→ WHAT YOU NEED TO DO
Every entry that follows needs to be repeated exactly.

→ Saved data entries
/// Console summary of a batch of supervised runs.
use crate::supervisor::{RunResult, EXIT_DEADLOCK, EXIT_LAUNCH_FAILED, EXIT_TIMEOUT};
use crate::verdict::Verdict;

/// Short status word for one run.
pub fn status_label(result: &RunResult) -> &'static str {
    match result.exit_code {
        0 => "okay",
        EXIT_DEADLOCK => "deadlock",
        EXIT_TIMEOUT => "timeout",
        EXIT_LAUNCH_FAILED => "no-start",
        _ => "bad",
    }
}

fn verdict_label(verdict: &Verdict) -> &'static str {
    match verdict {
        Verdict::Ok => "ok",
        Verdict::DataRace { .. } => "data race",
        Verdict::Deadlock { .. } => "deadlock",
        Verdict::Timeout { .. } => "timeout",
        Verdict::LaunchFailed { .. } => "launch failed",
    }
}

/// One line per run: status, name, duration, CPUs, verdict.
pub fn render_summary(results: &[RunResult]) -> String {
    let mut out = String::new();
    for result in results {
        let m = &result.metrics;
        let cpu_info = if m.cpus_utilized > 0.0 {
            format!(", CPU: {:.1} cores", m.cpus_utilized)
        } else {
            String::new()
        };
        let parallelism = m
            .parallelism
            .map(|p| format!(", parallelism: {p:.2}x"))
            .unwrap_or_default();
        out.push_str(&format!(
            "{:<8} {:25} {:6.2}s{}{} [{}]\n",
            status_label(result),
            result.name,
            m.wall_time,
            cpu_info,
            parallelism,
            verdict_label(&result.verdict),
        ));
    }
    out
}

pub fn render_json(results: &[RunResult]) -> Result<String, serde_json::Error> {
    serde_json::to_string_pretty(results)
}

→ SOLUTION FOR THIS EXERCISE
/// Console summary of a batch of supervised runs.
use crate::supervisor::{RunResult, EXIT_DEADLOCK, EXIT_LAUNCH_FAILED, EXIT_TIMEOUT};
use crate::verdict::Verdict;

/// Short status word for one run.
pub fn status_label(result: &RunResult) -> &'static str {
    match result.exit_code {
        0 => "okay",
        EXIT_DEADLOCK => "deadlock",
        EXIT_TIMEOUT => "timeout",
        EXIT_LAUNCH_FAILED => "no-start",
        _ => "bad",
    }
}

fn verdict_label(verdict: &Verdict) -> &'static str {
    match verdict {
        Verdict::Ok => "ok",
        Verdict::DataRace { .. } => "data race",
        Verdict::Deadlock { .. } => "deadlock",
        Verdict::Timeout { .. } => "timeout",
        Verdict::LaunchFailed { .. } => "launch failed",
    }
}

/// One line per run: status, name, duration, CPUs, verdict.
pub fn render_summary(results: &[RunResult]) -> String {
    let mut out = String::new();
    for result in results {
        let m = &result.metrics;
        let cpu_info = if m.cpus_utilized > 0.0 {
            format!(", CPU: {:.1} cores", m.cpus_utilized)
        } else {
            String::new()
        };
        let parallelism = m
            .parallelism
            .map(|p| format!(", parallelism: {p:.2}x"))
            .unwrap_or_default();
        out.push_str(&format!(
            "{:<8} {:25} {:6.2}s{}{} [{}]\n",
            status_label(result),
            result.name,
            m.wall_time,
            cpu_info,
            parallelism,
            verdict_label(&result.verdict),
        ));
    }
    out
}

pub fn render_json(results: &[RunResult]) -> Result<String, serde_json::Error> {
    serde_json::to_string_pretty(results)
}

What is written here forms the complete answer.